Quoi, la crise environnementale ne serait donc pas simplement liée à la surproduction et à l’exploitation massive des ressources ?! Bien sûr que si, mais pas seulement ; et le problème est à la fois bien plus complexe et bien plus ancien que cela. La science seule ne peut pas apporter toutes les réponses, il faut aussi regarder ailleurs. Le comportement humain, forgé par la culture dans laquelle nous vivons, est une des clés les plus importantes qui peuvent nous aider à comprendre comment nous en sommes arrivés là. 

Nous pourrions remonter à un temps dont nous avons perdu tout souvenir, aux débuts de l’humanité sédentaire ou à la naissance de l’agriculture, mais il est plus logique de commencer dans l’Antiquité occidentale en tant que berceau de la tragédie. Quel peut donc bien être le problème avec la tragédie ? Joseph Meeker attire l’attention sur les caractéristiques de l’Homme tragique, qui est souvent dépeint comme un être fier, transcendant, digne et héroïque, et dont tous les lecteurs/spectateurs devraient s’inspirer. Une telle vision de l’humanité, propagée dans tout l’Occident et à travers les temps, a fini par s’imposer comme la norme. Et là se trouve justement le problème : « La fière vision de l’humanité affirmée par le genre littéraire de la tragédie a mené non pas à une tragique transcendance, mais à une catastrophe écologique ». L’Homme tragique est supérieur – supérieur au reste du monde et tout ce qu’il englobe. Cela revient à justifier un comportement insouciant et violent envers l’environnement : puisque l’homme est supérieur à tout le reste, il peut bien en avoir le contrôle, et l’exploiter à son envie. Toutefois, pour Joseph Meeker, cette vision de l’humanité est fausse, parce qu’elle lui a permis de donner une importance suprême à l’individu, menant tout un chacun à penser que leur « grandeur personnelle » pouvait et devait donc être accomplie, même « au prix d’une grande destruction ».  

Photo disponible ici

Cependant, il est bon de noter que la tragédie n’est pas le seul élément culturel qui représente l’homme comme un dieu mortel. En réalité, ce n’est probablement même pas le premier auquel on pense. On considère souvent que la culture occidentale actuelle est composée de deux socles principaux : d’un côté, justement, les racines gréco-romaines ; et de l’autre, les racines judéo-chrétiennes. La religion a donc elle aussi sa part de responsabilité dans la catastrophe environnementale qui nous attend. 
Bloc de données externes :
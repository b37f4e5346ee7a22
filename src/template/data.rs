//! Typed per-component payloads.
//!
//! On the wire `data` is a plain JSON object whose shape depends on the
//! component's `name`. [`ComponentData`] gives each widget type its own
//! variant; unknown widget types carry their JSON untouched.

use serde::de::DeserializeOwned;
use serde::{Deserialize, Serialize};
use serde_json::{Map, Value};

use crate::error::LabelError;
use crate::layout::WidgetKind;

#[derive(Debug, Clone, PartialEq, Serialize, Deserialize)]
pub struct TextData {
    pub text: String,
}

#[derive(Debug, Clone, PartialEq, Serialize, Deserialize)]
pub struct ValueData {
    pub value: String,
}

#[derive(Debug, Clone, PartialEq, Serialize, Deserialize)]
pub struct ShipToData {
    pub title: String,
    pub address: String,
}

#[derive(Debug, Clone, PartialEq, Serialize, Deserialize)]
pub struct TrackingData {
    pub line1: String,
    pub line2: String,
    pub line3: String,
}

#[derive(Debug, Clone, PartialEq, Serialize, Deserialize)]
pub struct WeightData {
    pub label: String,
}

/// Payload of one component, keyed by widget type.
#[derive(Debug, Clone, PartialEq)]
pub enum ComponentData {
    Logo(TextData),
    ShipTo(ShipToData),
    Qr(ValueData),
    BarcodeSmall(ValueData),
    BarcodeLarge(ValueData),
    Text(TextData),
    Tracking(TrackingData),
    Weight(WeightData),
    /// Widget type without a registered shape.
    Custom(Value),
}

fn text(s: &str) -> TextData {
    TextData { text: s.to_string() }
}

fn value(s: &str) -> ValueData {
    ValueData {
        value: s.to_string(),
    }
}

fn parse<T: DeserializeOwned>(name: &str, data: Value) -> Result<T, LabelError> {
    serde_json::from_value(data).map_err(|e| LabelError::InvalidData {
        name: name.to_string(),
        reason: e.to_string(),
    })
}

impl ComponentData {
    /// Placeholder data for a freshly dropped widget.
    pub fn default_for(name: &str) -> Self {
        match WidgetKind::from_name(name) {
            Some(WidgetKind::Logo) => ComponentData::Logo(text("amazon.com")),
            Some(WidgetKind::ShipTo) => ComponentData::ShipTo(ShipToData {
                title: "SHIP TO:".to_string(),
                address: "(shipping address)".to_string(),
            }),
            Some(WidgetKind::Qr) => ComponentData::Qr(value("QR123")),
            Some(WidgetKind::BarcodeSmall) => ComponentData::BarcodeSmall(value("123654789")),
            Some(WidgetKind::BarcodeLarge) => {
                ComponentData::BarcodeLarge(value("6009785922537712345678"))
            }
            Some(WidgetKind::Text) => ComponentData::Text(text("Sample Text")),
            Some(WidgetKind::Tracking) => ComponentData::Tracking(TrackingData {
                line1: "(Tracking Information)".to_string(),
                line2: "Carrier Name".to_string(),
                line3: "Tracking #".to_string(),
            }),
            Some(WidgetKind::Weight) => ComponentData::Weight(WeightData {
                label: "Weight:".to_string(),
            }),
            None => ComponentData::Custom(Value::Object(Map::new())),
        }
    }

    /// Parse wire data for a component named `name`.
    ///
    /// Known widget types must carry their required fields; `null` yields the
    /// type's default.
    pub fn from_value(name: &str, data: Value) -> Result<Self, LabelError> {
        if data.is_null() {
            return Ok(Self::default_for(name));
        }
        let Some(kind) = WidgetKind::from_name(name) else {
            return Ok(ComponentData::Custom(data));
        };
        Ok(match kind {
            WidgetKind::Logo => ComponentData::Logo(parse(name, data)?),
            WidgetKind::ShipTo => ComponentData::ShipTo(parse(name, data)?),
            WidgetKind::Qr => ComponentData::Qr(parse(name, data)?),
            WidgetKind::BarcodeSmall => ComponentData::BarcodeSmall(parse(name, data)?),
            WidgetKind::BarcodeLarge => ComponentData::BarcodeLarge(parse(name, data)?),
            WidgetKind::Text => ComponentData::Text(parse(name, data)?),
            WidgetKind::Tracking => ComponentData::Tracking(parse(name, data)?),
            WidgetKind::Weight => ComponentData::Weight(parse(name, data)?),
        })
    }

    /// Wire form.
    pub fn to_value(&self) -> Value {
        let result = match self {
            ComponentData::Logo(d) | ComponentData::Text(d) => serde_json::to_value(d),
            ComponentData::ShipTo(d) => serde_json::to_value(d),
            ComponentData::Qr(d) | ComponentData::BarcodeSmall(d) | ComponentData::BarcodeLarge(d) => {
                serde_json::to_value(d)
            }
            ComponentData::Tracking(d) => serde_json::to_value(d),
            ComponentData::Weight(d) => serde_json::to_value(d),
            ComponentData::Custom(v) => return v.clone(),
        };
        // Plain string structs always serialize
        result.unwrap_or(Value::Null)
    }

    /// True if this variant belongs to widget type `name`.
    pub fn matches(&self, name: &str) -> bool {
        let kind = WidgetKind::from_name(name);
        match self {
            ComponentData::Logo(_) => kind == Some(WidgetKind::Logo),
            ComponentData::ShipTo(_) => kind == Some(WidgetKind::ShipTo),
            ComponentData::Qr(_) => kind == Some(WidgetKind::Qr),
            ComponentData::BarcodeSmall(_) => kind == Some(WidgetKind::BarcodeSmall),
            ComponentData::BarcodeLarge(_) => kind == Some(WidgetKind::BarcodeLarge),
            ComponentData::Text(_) => kind == Some(WidgetKind::Text),
            ComponentData::Tracking(_) => kind == Some(WidgetKind::Tracking),
            ComponentData::Weight(_) => kind == Some(WidgetKind::Weight),
            ComponentData::Custom(_) => kind.is_none(),
        }
    }

    /// Lines of human-readable text, top to bottom.
    pub fn text_lines(&self) -> Vec<String> {
        match self {
            ComponentData::Logo(d) | ComponentData::Text(d) => d.text.lines().map(String::from).collect(),
            ComponentData::ShipTo(d) => std::iter::once(d.title.clone())
                .chain(d.address.lines().map(String::from))
                .collect(),
            ComponentData::Tracking(d) => vec![d.line1.clone(), d.line2.clone(), d.line3.clone()],
            ComponentData::Weight(d) => vec![d.label.clone()],
            ComponentData::Qr(_)
            | ComponentData::BarcodeSmall(_)
            | ComponentData::BarcodeLarge(_)
            | ComponentData::Custom(_) => Vec::new(),
        }
    }

    /// Encoded value of a QR code or barcode.
    pub fn code_value(&self) -> Option<&str> {
        match self {
            ComponentData::Qr(d) | ComponentData::BarcodeSmall(d) | ComponentData::BarcodeLarge(d) => {
                Some(&d.value)
            }
            _ => None,
        }
    }
}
Lynn White est un des premiers à affirmer que le judéo-christianisme a ouvert la voie à toute une conception (erronée) du monde et de la place de l’homme à l’intérieur. Dans son discours prononcé devant le AAAS alors d’un meeting à Washington, en 1967, White dénonce notamment le statut privilégié que Dieu donne aux Hommes dans les récits de la Création. Dérangé par un passage de la Genèse, Lynn est convaincu que le Christianisme aurait donc créé une Humanité maîtresse de son monde et de la Vie sur Terre. Dit autrement, le Christianisme a autorisé et justifié toute action de maîtrise et de contrôle des Hommes sur le vivant, qu’il soit végétal ou animal. Puisque c’est la volonté de Dieu, il est donc dans l’ordre des choses que l’homme exploite sans fin toutes les ressources, il en relève même de sa mission sur Terre. Comme le souligne White, « Ce que les gens font à propos de leur écologie dépend de la façon dont ils se positionnent par rapport à tout ce qui les entoure ».  Indirectement donc, et sur le très long-terme, les conséquences ne sont autres que l’inévitable crise environnementale dans laquelle nous nous trouvons, et que Lynn White voyait déjà venir il y a plus d’un demi-siècle de cela. 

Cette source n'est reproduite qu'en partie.